Say how many lines of these entries include the word "upstream", and answer with the number alone.

═════ Source data ═════

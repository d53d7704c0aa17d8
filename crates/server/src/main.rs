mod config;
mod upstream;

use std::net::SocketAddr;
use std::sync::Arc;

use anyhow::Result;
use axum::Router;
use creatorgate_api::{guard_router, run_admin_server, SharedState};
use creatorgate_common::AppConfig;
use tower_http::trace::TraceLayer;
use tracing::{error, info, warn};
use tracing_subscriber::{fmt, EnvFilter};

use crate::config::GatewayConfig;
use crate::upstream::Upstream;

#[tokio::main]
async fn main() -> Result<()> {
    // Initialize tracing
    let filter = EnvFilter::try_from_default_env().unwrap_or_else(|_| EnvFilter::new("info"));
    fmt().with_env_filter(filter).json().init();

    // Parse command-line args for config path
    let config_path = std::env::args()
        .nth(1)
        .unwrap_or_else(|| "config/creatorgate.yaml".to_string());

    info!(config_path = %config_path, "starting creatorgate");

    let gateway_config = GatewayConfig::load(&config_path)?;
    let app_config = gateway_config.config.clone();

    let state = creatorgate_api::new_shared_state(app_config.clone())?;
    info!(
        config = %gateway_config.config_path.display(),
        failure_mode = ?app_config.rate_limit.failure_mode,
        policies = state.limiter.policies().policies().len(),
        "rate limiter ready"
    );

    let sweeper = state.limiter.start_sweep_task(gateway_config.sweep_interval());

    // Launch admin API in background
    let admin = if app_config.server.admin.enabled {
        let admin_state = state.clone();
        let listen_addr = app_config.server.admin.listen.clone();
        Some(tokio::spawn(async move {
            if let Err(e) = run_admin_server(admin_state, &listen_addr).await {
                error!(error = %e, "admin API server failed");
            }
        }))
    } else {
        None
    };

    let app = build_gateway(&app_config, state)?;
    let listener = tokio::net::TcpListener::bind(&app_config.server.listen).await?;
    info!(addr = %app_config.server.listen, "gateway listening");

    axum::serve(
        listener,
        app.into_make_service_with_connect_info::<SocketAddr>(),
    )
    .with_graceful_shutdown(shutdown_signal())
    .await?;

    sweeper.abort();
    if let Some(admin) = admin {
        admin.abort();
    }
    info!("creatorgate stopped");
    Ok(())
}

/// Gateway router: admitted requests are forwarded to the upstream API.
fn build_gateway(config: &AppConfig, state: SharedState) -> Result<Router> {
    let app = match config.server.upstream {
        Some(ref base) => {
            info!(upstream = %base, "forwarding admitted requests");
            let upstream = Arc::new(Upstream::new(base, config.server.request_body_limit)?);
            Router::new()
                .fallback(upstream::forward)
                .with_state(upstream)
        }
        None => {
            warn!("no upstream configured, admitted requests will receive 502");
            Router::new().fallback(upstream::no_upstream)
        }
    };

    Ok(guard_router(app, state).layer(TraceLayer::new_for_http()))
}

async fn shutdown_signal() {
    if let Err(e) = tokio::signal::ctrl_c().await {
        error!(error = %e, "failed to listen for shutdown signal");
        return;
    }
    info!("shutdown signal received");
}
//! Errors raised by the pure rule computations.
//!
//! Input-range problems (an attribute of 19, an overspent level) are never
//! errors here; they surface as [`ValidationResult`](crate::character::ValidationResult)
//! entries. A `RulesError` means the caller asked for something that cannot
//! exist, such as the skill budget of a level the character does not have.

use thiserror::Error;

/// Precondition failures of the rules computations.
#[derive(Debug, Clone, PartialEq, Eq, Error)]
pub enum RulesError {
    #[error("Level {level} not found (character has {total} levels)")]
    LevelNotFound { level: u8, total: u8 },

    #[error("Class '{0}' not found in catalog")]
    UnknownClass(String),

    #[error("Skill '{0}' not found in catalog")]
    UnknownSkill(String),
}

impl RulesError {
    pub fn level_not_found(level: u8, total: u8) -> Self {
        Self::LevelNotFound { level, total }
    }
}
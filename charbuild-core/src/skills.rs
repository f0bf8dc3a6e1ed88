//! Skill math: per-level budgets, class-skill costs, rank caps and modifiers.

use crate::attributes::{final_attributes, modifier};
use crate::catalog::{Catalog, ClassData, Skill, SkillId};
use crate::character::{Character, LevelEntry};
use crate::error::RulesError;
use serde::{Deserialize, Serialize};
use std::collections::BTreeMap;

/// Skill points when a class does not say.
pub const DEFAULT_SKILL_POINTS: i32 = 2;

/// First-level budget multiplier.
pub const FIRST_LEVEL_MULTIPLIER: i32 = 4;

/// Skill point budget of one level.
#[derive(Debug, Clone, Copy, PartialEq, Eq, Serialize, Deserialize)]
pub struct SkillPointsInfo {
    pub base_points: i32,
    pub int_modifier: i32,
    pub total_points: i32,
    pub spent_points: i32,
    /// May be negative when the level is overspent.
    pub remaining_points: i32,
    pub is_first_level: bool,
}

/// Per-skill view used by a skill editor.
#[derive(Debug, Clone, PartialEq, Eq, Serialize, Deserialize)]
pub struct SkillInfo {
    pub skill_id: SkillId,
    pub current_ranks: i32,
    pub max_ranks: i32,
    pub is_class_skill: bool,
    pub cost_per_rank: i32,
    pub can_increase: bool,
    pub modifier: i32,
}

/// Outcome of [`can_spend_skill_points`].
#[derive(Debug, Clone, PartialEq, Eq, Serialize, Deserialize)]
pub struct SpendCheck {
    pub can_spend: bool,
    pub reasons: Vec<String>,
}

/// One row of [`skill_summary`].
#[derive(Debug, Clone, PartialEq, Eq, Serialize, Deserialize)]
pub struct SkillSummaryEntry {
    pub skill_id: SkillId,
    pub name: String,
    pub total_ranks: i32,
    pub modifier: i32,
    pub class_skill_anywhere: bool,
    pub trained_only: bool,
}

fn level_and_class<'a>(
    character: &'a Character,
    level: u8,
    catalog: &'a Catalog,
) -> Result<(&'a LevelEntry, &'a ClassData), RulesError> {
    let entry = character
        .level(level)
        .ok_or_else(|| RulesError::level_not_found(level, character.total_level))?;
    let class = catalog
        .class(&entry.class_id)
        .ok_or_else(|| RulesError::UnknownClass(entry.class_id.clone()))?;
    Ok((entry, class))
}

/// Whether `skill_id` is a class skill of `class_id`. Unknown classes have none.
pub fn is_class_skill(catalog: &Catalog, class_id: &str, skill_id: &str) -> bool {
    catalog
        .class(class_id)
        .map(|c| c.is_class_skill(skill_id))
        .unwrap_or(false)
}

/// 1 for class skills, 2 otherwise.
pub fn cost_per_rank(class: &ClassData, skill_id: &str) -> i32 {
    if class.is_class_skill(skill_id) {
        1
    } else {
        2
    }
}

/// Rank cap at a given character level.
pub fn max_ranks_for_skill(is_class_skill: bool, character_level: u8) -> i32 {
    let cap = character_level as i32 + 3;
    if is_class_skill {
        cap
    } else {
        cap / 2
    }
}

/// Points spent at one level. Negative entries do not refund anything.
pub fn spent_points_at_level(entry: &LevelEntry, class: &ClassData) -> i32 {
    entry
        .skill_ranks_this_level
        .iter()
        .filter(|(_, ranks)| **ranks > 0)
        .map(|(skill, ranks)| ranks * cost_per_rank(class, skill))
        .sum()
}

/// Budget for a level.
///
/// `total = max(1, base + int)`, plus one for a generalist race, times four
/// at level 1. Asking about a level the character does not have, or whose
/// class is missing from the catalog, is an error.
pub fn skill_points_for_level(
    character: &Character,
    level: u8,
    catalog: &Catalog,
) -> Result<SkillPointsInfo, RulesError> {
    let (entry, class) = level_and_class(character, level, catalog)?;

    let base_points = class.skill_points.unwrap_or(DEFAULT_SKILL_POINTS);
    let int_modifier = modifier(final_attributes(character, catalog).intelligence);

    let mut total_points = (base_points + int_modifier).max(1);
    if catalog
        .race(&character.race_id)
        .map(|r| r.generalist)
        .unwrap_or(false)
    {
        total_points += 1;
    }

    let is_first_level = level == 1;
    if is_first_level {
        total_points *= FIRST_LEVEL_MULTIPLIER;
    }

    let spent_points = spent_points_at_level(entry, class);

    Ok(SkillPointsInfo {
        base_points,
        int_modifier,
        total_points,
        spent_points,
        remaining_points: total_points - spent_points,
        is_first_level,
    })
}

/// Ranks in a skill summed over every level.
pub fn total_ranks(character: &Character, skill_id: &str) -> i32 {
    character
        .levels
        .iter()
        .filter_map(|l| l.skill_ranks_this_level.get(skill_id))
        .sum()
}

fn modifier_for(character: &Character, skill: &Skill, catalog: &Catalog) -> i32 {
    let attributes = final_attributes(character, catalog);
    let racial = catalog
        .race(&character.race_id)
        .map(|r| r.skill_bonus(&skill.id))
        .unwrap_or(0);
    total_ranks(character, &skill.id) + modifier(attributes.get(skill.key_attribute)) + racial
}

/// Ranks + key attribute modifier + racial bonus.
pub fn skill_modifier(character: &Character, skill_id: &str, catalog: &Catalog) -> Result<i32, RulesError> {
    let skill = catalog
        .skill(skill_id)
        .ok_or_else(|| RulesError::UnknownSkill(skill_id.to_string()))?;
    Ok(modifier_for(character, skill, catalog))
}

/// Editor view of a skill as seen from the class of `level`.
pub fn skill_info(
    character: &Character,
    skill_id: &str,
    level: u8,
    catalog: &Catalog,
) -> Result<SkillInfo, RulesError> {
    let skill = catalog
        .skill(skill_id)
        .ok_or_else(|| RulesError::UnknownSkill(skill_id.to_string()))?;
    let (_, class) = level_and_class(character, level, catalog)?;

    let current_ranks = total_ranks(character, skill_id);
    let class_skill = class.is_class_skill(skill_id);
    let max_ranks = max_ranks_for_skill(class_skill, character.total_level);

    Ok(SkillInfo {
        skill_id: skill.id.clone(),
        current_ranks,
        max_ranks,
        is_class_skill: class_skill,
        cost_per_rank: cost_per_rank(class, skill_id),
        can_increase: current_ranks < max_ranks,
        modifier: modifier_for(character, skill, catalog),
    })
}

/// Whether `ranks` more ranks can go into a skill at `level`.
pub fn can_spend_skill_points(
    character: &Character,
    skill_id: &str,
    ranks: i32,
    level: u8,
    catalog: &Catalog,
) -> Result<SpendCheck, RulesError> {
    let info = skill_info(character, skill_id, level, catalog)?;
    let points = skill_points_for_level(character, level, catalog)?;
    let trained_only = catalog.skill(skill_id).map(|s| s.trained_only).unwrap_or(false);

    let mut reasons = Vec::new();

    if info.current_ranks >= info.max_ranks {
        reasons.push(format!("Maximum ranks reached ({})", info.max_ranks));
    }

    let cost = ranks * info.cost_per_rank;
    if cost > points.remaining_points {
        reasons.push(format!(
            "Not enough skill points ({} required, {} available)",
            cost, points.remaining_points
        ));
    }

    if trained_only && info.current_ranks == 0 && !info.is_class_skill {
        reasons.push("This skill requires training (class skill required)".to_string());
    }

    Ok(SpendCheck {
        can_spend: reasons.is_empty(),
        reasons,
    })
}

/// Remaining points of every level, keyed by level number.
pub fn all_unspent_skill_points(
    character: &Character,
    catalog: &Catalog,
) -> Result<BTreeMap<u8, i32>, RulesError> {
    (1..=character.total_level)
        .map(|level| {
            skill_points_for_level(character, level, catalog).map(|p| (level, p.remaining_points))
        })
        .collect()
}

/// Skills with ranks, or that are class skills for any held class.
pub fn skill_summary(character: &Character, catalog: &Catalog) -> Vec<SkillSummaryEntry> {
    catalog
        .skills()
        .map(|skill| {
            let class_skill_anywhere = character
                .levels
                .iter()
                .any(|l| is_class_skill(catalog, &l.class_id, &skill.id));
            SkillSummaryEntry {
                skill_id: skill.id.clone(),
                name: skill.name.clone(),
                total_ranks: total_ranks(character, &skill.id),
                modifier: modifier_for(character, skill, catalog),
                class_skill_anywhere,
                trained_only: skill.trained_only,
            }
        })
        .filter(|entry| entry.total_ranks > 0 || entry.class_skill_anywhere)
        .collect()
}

═════

Result of the task
10